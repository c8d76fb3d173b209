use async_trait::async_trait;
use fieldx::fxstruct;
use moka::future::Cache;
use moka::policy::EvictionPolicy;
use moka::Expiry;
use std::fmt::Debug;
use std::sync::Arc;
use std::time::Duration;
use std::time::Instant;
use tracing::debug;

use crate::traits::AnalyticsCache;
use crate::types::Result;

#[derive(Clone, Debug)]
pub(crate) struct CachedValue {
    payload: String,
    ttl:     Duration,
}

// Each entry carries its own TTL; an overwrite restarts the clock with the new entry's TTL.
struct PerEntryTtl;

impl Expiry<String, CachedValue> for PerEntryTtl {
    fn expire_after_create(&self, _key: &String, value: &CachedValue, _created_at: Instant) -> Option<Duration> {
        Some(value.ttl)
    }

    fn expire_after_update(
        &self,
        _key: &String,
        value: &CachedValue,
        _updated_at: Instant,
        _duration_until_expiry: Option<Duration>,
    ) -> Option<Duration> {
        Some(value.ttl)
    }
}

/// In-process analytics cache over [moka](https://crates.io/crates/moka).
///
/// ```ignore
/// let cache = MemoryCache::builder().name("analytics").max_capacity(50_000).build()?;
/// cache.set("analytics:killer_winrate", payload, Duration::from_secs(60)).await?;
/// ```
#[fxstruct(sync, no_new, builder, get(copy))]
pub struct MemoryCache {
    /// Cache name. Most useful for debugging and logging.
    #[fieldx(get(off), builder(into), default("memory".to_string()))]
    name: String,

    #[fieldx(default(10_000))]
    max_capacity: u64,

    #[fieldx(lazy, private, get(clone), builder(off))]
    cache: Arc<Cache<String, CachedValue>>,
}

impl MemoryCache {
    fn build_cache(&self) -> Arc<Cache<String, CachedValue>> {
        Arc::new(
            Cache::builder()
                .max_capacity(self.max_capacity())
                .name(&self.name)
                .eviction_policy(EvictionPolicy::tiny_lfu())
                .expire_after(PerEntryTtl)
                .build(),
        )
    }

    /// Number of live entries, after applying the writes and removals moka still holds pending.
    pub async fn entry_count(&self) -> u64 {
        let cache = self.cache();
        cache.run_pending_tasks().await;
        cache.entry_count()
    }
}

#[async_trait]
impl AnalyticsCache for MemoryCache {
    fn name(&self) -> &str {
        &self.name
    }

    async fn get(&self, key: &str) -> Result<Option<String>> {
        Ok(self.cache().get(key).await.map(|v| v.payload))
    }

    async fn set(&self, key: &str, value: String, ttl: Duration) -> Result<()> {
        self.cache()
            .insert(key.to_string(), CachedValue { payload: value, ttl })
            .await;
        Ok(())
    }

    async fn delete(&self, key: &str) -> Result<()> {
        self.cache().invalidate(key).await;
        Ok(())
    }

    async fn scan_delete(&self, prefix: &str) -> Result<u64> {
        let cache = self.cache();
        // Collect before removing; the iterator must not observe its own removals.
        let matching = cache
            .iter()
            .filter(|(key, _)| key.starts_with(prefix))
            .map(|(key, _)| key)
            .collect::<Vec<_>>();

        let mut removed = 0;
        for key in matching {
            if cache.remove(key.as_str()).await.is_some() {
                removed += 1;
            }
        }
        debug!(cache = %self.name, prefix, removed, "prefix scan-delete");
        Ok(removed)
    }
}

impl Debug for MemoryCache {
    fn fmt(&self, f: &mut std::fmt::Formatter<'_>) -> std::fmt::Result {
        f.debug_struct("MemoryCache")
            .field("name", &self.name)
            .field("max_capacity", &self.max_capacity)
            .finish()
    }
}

§ Activity:
From the first line of the listing above to the line that contains "#[derive(Clone, Debug)]", inclusive, restate every line word for word. Nothing else belongs in the answer.

§ Solution for this task:
repository c8d76fb3d173b209
use async_trait::async_trait;
use fieldx::fxstruct;
use moka::future::Cache;
use moka::policy::EvictionPolicy;
use moka::Expiry;
use std::fmt::Debug;
use std::sync::Arc;
use std::time::Duration;
use std::time::Instant;
use tracing::debug;

use crate::traits::AnalyticsCache;
use crate::types::Result;

#[derive(Clone, Debug)]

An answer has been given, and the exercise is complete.